May or may not have just made a move on my best friend of a year by saying “what’s a little bouncing on it between friends” and I may or may not now be responsible for planning a date
[2 Humans who definitely aren’t lizard people at Denny’s]
1: I sure am glad they don’t have newt brain on the menu
2: Right on, fellow human
In about five years when a kindergarten teacher is taking attendance and calls out Thanos at least eight boys will say “here.”
When I sing in the shower the water turns cold
I don’t care how bad it looks in the casket I want to pay the boatman with fettuccine alfredo
“Please don’t do this.” – my voice mail greeting
I have decided to leave my past behind me.. so If I owe you money..I’m sorry. but I’ve moved on.
Me: *whispering* if you hold very still, she won’t see us…
Him: our daughter is not a T-rex.
[first day as producer]
superstar rapper: THAT’S THE 87TH TIME YOU’VE STOPPED ME
me: *tapping swear jar with pencil*
I’d run way more miles a day if someone holding a bagel was running in front of me and someone holding a spider was chasing after me.
Crude oil is the worst kind of oil because it says offensive things while it pollutes the water and ruins our planet.
Remember two years ago when we found out aliens exist but were too busy fighting over toilet paper to care?
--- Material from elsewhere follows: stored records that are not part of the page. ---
//! Electronic codebook mode.

use gs_aes_core::{decrypt_block, encrypt_block, Block, KeySchedule, BLOCK_SIZE};

use crate::error::Result;
use crate::padding::{pad, unpad};
use crate::{ensure_aligned, ensure_ciphertext};

/// Encrypts block-aligned `data` in place without padding.
pub fn encrypt_blocks(schedule: &KeySchedule, data: &mut [u8]) -> Result<()> {
    ensure_aligned(data.len())?;
    for chunk in data.chunks_exact_mut(BLOCK_SIZE) {
        let mut block = Block::default();
        block.copy_from_slice(chunk);
        chunk.copy_from_slice(&encrypt_block(&block, schedule));
    }
    Ok(())
}

/// Decrypts block-aligned `data` in place without removing padding.
pub fn decrypt_blocks(schedule: &KeySchedule, data: &mut [u8]) -> Result<()> {
    ensure_aligned(data.len())?;
    for chunk in data.chunks_exact_mut(BLOCK_SIZE) {
        let mut block = Block::default();
        block.copy_from_slice(chunk);
        chunk.copy_from_slice(&decrypt_block(&block, schedule));
    }
    Ok(())
}

/// Pads and encrypts `plaintext`.
pub fn encrypt(schedule: &KeySchedule, plaintext: &[u8]) -> Result<Vec<u8>> {
    let mut out = pad(plaintext);
    encrypt_blocks(schedule, &mut out)?;
    Ok(out)
}

/// Decrypts `ciphertext` and strips its padding.
pub fn decrypt(schedule: &KeySchedule, ciphertext: &[u8]) -> Result<Vec<u8>> {
    ensure_ciphertext(ciphertext.len())?;
    let mut out = ciphertext.to_vec();
    decrypt_blocks(schedule, &mut out)?;
    let plain_len = unpad(&out)?.len();
    out.truncate(plain_len);
    Ok(out)
}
Good times.
If you’re ugly, I won’t alert you if you have a typo. You have enough on your plate as it is.
[wife replies to text that I found a genie]
dont do a thing im almost home
[she pulls up and the car from the cars movie is in the driveway]
My uncle has two dobermans named rolex and timex.
They’re his watch dogs.
Ya’ll i really thought @iamcardib wore a swim/bathing suit only to realize it’s the bald headed man 🥴
I just saved a mom $26 by trying on the same hat her teen daughter wanted.
jigsaw: I have injected you with a deadly poison
me [sitting in a chair]: OMG
jigsaw: if you want to live the antidote is on the other side of the room
me: I don’t understand, I’m not tied up?
jigsaw: *places sleeping kitten on my lap*
me: goodbye cruel world
[every person who ever bought a used bookstore]
now I can bring my cats to work.
If you work at a library and a barber shop you’re a barbarian
Brunch server: “We need you to leave now.”
My wife: “Um, excuse me…hiccup…you said these mimosa were bottomless.”